Capitalism, like communism, looks good on paper. But humans suck, so any system will eventually be corrupted by those who seek power at the expense of others.

But yeah, the US was never truly capitalistic.

[–] darthelmet@lemmy.world 24 points 2 days ago

There's a difference though. To the extent that a communist society fails in it's goals, it's because of people's failure to achieve them.

The problems with capitalism are inevitable consequences of the system. Competition is theoretically supposed to keep things in check, but that just doesn't really pass the smell test for real life. We essentially never have markets that work like the mythical economic model of many sellers and many buyers so that nobody can be a price setter. Plus, competitions are meant to be won. Companies aren't working to keep each other in the race. The goal is to drive out your competition and become a monopoly. Maybe there are brief periods where things stay competitive, but even small differences in success can compounded to further solidify your advantage, in turn making it easier to keep doing that. And that's just if everything started our fairly, which it obviously didn't.

Then there is the divide between capital and labor. In order for there to be wage workers, there must be a population of people who don't own what they need to keep themselves alive. Otherwise there wouldn't be capitalists, there would just be people using their own property to produce their own goods. And once we've established that this is a necessary part of capitalism, we have to acknowledge that workers wanting to be paid the most possible and to buy things for the cheapest possible is in direct opposition to the capitalist's need to pay workers as little as possible and sell their goods for as much as possible. This isn't some anomalously evil behavior, it's the kind of optimization required to be the winner in the market competition. So even if you had a benevolent capitalist who decided to pay more and sell for less, they would just lose to someone else who is actually playing to win. And thus in the long term, the system filters out this altruistic behavior as a natural consequence of it's mechanisms.

Furthermore, this need to divide capital from labor is in tension with the possibility that people could just take the stuff you're hoarding. Because if they have nothing, you have an abundance, and you're just one person, then it'd be the rational thing to do to take the stuff without having to work for you. Thus, in order for this divide between capital and labor to be maintained, there must be a concept of property rights that is enforced with some kind of organized violence, either by the state or by private security.

The other symptoms of capitalism naturally flow from these core principles.

  • Corporate capture of the political system? Aside from the state existing to enforce private property rights in the first place, the inequality created by the outcomes of competition and the capital/labor divide creates power imbalances that can be used to influence governments more than those with less power.
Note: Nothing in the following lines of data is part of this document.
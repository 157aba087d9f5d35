//! HTTP data engine client.
//!
//! Talks to a SQL-over-HTTP engine: `POST {base}/query` executes a statement,
//! `GET {base}/schema` returns the table catalog. HTTP status codes map onto
//! the execution error taxonomy so the executor sees typed causes.

use async_trait::async_trait;
use reqwest::Client;
use serde::{Deserialize, Serialize};
use std::time::Duration;

use crate::config::EngineConfig;
use crate::error::{ExecutionError, Result, SchemaError};
use crate::schema::{SchemaDescriptor, SchemaProvider};

use super::{DataEngine, EngineRows, Row};

/// SQL-over-HTTP data engine client.
pub struct ApiDataEngine {
    client: Client,
    base_url: String,
    api_key: Option<String>,
}

/// Query request format.
#[derive(Debug, Serialize)]
struct QueryRequest<'a> {
    statement: &'a str,
    timeout_ms: u64,
    max_rows: usize,
}

/// Query response format.
#[derive(Debug, Deserialize)]
struct QueryResponse {
    #[serde(default)]
    columns: Vec<String>,
    #[serde(default)]
    rows: Vec<Row>,
}

/// Engine error body, when the engine reports one.
#[derive(Debug, Deserialize)]
struct EngineErrorResponse {
    error: String,
}

impl ApiDataEngine {
    /// Create a new engine client from configuration.
    pub fn from_config(config: &EngineConfig) -> Result<Self> {
        let client = Client::builder()
            .timeout(Duration::from_secs(config.timeout_secs))
            .build()
            .map_err(|e| ExecutionError::Unknown(format!("Failed to create HTTP client: {}", e)))?;

        Ok(Self {
            client,
            base_url: config.base_url.trim_end_matches('/').to_string(),
            api_key: config
                .api_key
                .clone()
                .or_else(|| std::env::var("QUARRY_ENGINE_API_KEY").ok()),
        })
    }

    fn authorize(&self, req: reqwest::RequestBuilder) -> reqwest::RequestBuilder {
        match &self.api_key {
            Some(key) => req.header("Authorization", format!("Bearer {}", key)),
            None => req,
        }
    }

    async fn error_body(response: reqwest::Response) -> String {
        let text = response
            .text()
            .await
            .unwrap_or_else(|_| "Unknown error".to_string());
        match serde_json::from_str::<EngineErrorResponse>(&text) {
            Ok(body) => body.error,
            Err(_) => text,
        }
    }
}

#[async_trait]
impl DataEngine for ApiDataEngine {
    async fn run_query(
        &self,
        statement: &str,
        timeout: Duration,
        max_rows: usize,
    ) -> Result<EngineRows> {
        let url = format!("{}/query", self.base_url);

        let request = QueryRequest {
            statement,
            timeout_ms: timeout.as_millis() as u64,
            max_rows,
        };

        let response = self
            .authorize(self.client.post(&url))
            .json(&request)
            .send()
            .await
            .map_err(|e| {
                if e.is_timeout() {
                    ExecutionError::Timeout(timeout.as_millis() as u64)
                } else {
                    ExecutionError::Unknown(format!("Request failed: {}", e))
                }
            })?;

        let status = response.status();

        if status.is_success() {
            let result: QueryResponse = response
                .json()
                .await
                .map_err(|e| ExecutionError::Unknown(format!("Failed to parse response: {}", e)))?;
            return Ok(EngineRows {
                columns: result.columns,
                rows: result.rows,
            });
        }

        let message = Self::error_body(response).await;
        let err = match status.as_u16() {
            400 | 422 => ExecutionError::Syntax(message),
            401 | 403 => ExecutionError::Permission(message),
            402 | 429 => ExecutionError::Quota(message),
            408 | 504 => ExecutionError::Timeout(timeout.as_millis() as u64),
            _ => ExecutionError::Unknown(format!("Engine error ({}): {}", status, message)),
        };
        Err(err.into())
    }
}

#[async_trait]
impl SchemaProvider for ApiDataEngine {
    async fn fetch_schema(&self) -> Result<SchemaDescriptor> {
        let url = format!("{}/schema", self.base_url);

        let response = self
            .authorize(self.client.get(&url))
            .send()
            .await
            .map_err(|e| SchemaError::Unavailable(format!("Request failed: {}", e)))?;

        let status = response.status();
        if !status.is_success() {
            let message = Self::error_body(response).await;
            return Err(SchemaError::Unavailable(format!("{}: {}", status, message)).into());
        }

        let schema: SchemaDescriptor = response
            .json()
            .await
            .map_err(|e| SchemaError::Unavailable(format!("Failed to parse schema: {}", e)))?;

        if schema.is_empty() {
            return Err(SchemaError::Empty.into());
        }
        Ok(schema)
    }
}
  • Climate change and environmental destruction due to over-consumption? You don't make money from selling less stuff or from paying for things you don't need to pay for. So you do things to induce demand like advertising, planned obsolescence, and influencing policy to kill green energy and public transportation, etc. There's no reason for a corporation, a profit maximizing machine, to do anything that wouldn't optimize it's profits. If it did anything else, it would lose to someone who did do that.
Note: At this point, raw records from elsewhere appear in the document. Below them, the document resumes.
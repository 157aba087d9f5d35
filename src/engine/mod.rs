//! Data engine client.
//!
//! The tabular data engine is an external collaborator reached through a
//! narrow interface: `run_query` for read-only statements and, via
//! [`crate::schema::SchemaProvider`], a schema lookup. Production ships a
//! SQL-over-HTTP client; tests substitute an in-memory mock.

mod api;
mod traits;

pub use api::ApiDataEngine;
pub use traits::{DataEngine, EngineRows, Row};
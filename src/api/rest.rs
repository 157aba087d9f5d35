//! REST API router and configuration.

use std::sync::Arc;

use axum::{
    http::{header, Method},
    routing::{get, post},
    Router,
};
use tower_http::cors::{Any, CorsLayer};

use crate::api::handlers::{
    health_handler, metrics_handler, query_handler, schema_handler, ApiState,
};
use crate::pipeline::Pipeline;
use crate::schema::SchemaCache;

/// REST API configuration.
#[derive(Debug, Clone)]
pub struct RestApiConfig {
    /// Enable CORS.
    pub enable_cors: bool,
    /// Allowed origins for CORS.
    pub cors_origins: Vec<String>,
    /// API prefix (e.g., "/api/v1").
    pub prefix: String,
}

impl Default for RestApiConfig {
    fn default() -> Self {
        Self {
            enable_cors: true,
            cors_origins: vec!["*".to_string()],
            prefix: "/api/v1".to_string(),
        }
    }
}

/// Create the REST API router.
///
/// Endpoints:
/// - POST /api/v1/query   - Run a question through the pipeline
/// - GET  /api/v1/schema  - Current schema summary
/// - GET  /health         - Liveness and dependency health
/// - GET  /metrics        - Prometheus text exposition
pub fn create_rest_router(
    pipeline: Arc<Pipeline>,
    schema_cache: Arc<SchemaCache>,
    config: &RestApiConfig,
) -> Router {
    let state = Arc::new(ApiState::new(pipeline, schema_cache));

    let api_routes = Router::new()
        .route("/query", post(query_handler))
        .route("/schema", get(schema_handler));

    let router = Router::new()
        .nest(&config.prefix, api_routes)
        .route("/health", get(health_handler))
        .route("/metrics", get(metrics_handler))
        .with_state(state);

    if config.enable_cors {
        let cors = CorsLayer::new()
            .allow_methods([Method::GET, Method::POST, Method::OPTIONS])
            .allow_headers([header::CONTENT_TYPE, header::AUTHORIZATION])
            .allow_origin(Any);

        router.layer(cors)
    } else {
        router
    }
}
  • This meme: Privatization of public goods. If there is something you could make a profit from, a corporation must exploit that thing to maximize profits and win the competition. So there is an incentive to take things that aren't commodities and turn them into commodities. This is sort of related to the divide of labor and capital as well. In order to be able to sell people things, they need to not have those things and not have a means of acquiring those things outside of buying them from capitalists, which in turn means needing to work for capitalists. If you had adequate access to food, housing, water, clothing, and medical care, you'd have no reason to buy those things from capitalists and would therefore have way less of a reason to put up with working for them. So those things must be withheld. This is also part of why there has been a problem with loneliness and the destruction of communities. Communities support each other. If your friend is willing to drive you to the doctor (or better yet, if there's public transportation), you don't need to call a taxi/ride share. If someone is willing to help feed you when things are going bad, maybe you don't need to work another shift at some shitty job. If you have people you can enjoy socializing with by just talking or doing some free activity like taking a walk in the park, then maybe you don't spend money to buy as much entertainment as you would if you were alone. Maybe you don't have a social media account or don't spend a lot of time on it just so that you can get some kind of socializing.
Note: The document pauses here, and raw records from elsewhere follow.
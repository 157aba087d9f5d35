//! Prompt templates for plan compilation and SQL synthesis.

use crate::schema::SchemaDescriptor;

use super::QueryPlan;

/// Prompt asking the model to produce a structured query plan as JSON.
pub fn plan_prompt(question: &str, schema: &SchemaDescriptor) -> String {
    format!(
        r#"You are an expert database query planner. Analyze the natural language question and produce a structured query plan against the schema below.

**Database Schema:**
```
{schema}
```

**Natural Language Question:**
```
{question}
```

Return ONLY a JSON object with this exact structure, no prose and no markdown:
{{
  "tables": ["table_name", ...],
  "fields": [
    {{"column": "col"}},
    {{"aggregate": "count|sum|avg|min|max", "column": "col", "alias": "name"}}
  ],
  "filters": [{{"field": "col", "op": "eq|ne|gt|gte|lt|lte|like|in", "value": ...}}],
  "group_by": ["col", ...],
  "order_by": {{"field": "col_or_alias", "direction": "asc|desc"}},
  "limit": 10
}}

Rules:
- Reference only tables and columns that appear in the schema.
- "filters", "group_by", "order_by" and "limit" are optional; omit them when the question does not call for them.
- If the question has multiple intents, plan only the primary one.
"#,
        schema = schema.to_prompt_block(),
        question = question,
    )
}

/// Corrective instruction appended when the first plan attempt fails.
pub fn retry_suffix(failure: &str) -> String {
    format!(
        r#"

Your previous response was rejected: {failure}.
Return ONLY the corrected JSON object, with every table and column taken verbatim from the schema above."#,
    )
}

/// Prompt converting a validated plan into one executable SQL statement.
pub fn sql_prompt(plan: &QueryPlan, schema: &SchemaDescriptor, max_rows: usize) -> String {
    let plan_json = serde_json::to_string_pretty(plan).unwrap_or_default();
    format!(
        r#"You are a SQL expert. Convert this structured query plan into exactly one executable SQL statement.

**Database Schema:**
```
{schema}
```

**Query Plan:**
```json
{plan_json}
```

Instructions:
1. Produce a single read-only SELECT statement.
2. Use the plan's fields for the SELECT clause, filters for WHERE, group_by for GROUP BY and order_by for ORDER BY.
3. Include a LIMIT clause; never exceed {max_rows} rows.
4. Return only the SQL statement, no explanations.
"#,
        schema = schema.to_prompt_block(),
    )
}

/// Fallback prompt: direct question-to-SQL, skipping the structured plan.
pub fn direct_sql_prompt(question: &str, schema: &SchemaDescriptor, max_rows: usize) -> String {
    format!(
        r#"You are a SQL expert. Answer the question below with exactly one executable SQL statement against this schema.

**Database Schema:**
```
{schema}
```

**Question:**
```
{question}
```

Instructions:
1. Produce a single read-only SELECT statement using only tables and columns from the schema.
2. Include a LIMIT clause; never exceed {max_rows} rows.
3. Return only the SQL statement, no explanations.
"#,
        schema = schema.to_prompt_block(),
    )
}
These are all bad things done to us by bad people. But the problem isn't that the specific people in power happen to be bad and ruin what would otherwise be a good system. The bad people being in power is the inevitable end result of the system.

[–] spankmonkey@lemmy.world 13 points 2 days ago (1 children)

Capitalism would work if everyone played fair and all members of society were able to make informed decisions. Unfortunately businesses are always allowed to lie and cheat their way to success because they hold the power through capital.

Comminism would work if everyone played fair and all members of society were able to make informed decisions. Unfortunately the communist party is always allowed to lie and cheat their way to success because they hold the power through purity tests.

Most systems would work a lot better if they didn't require all participation to be in good faith.

[–] 9point6@lemmy.world 13 points 2 days ago (1 children)

Obviously it's the point you're making, but this is pretty reductive

Bad faith participation disappears pretty rapidly if there's nothing to gain from it.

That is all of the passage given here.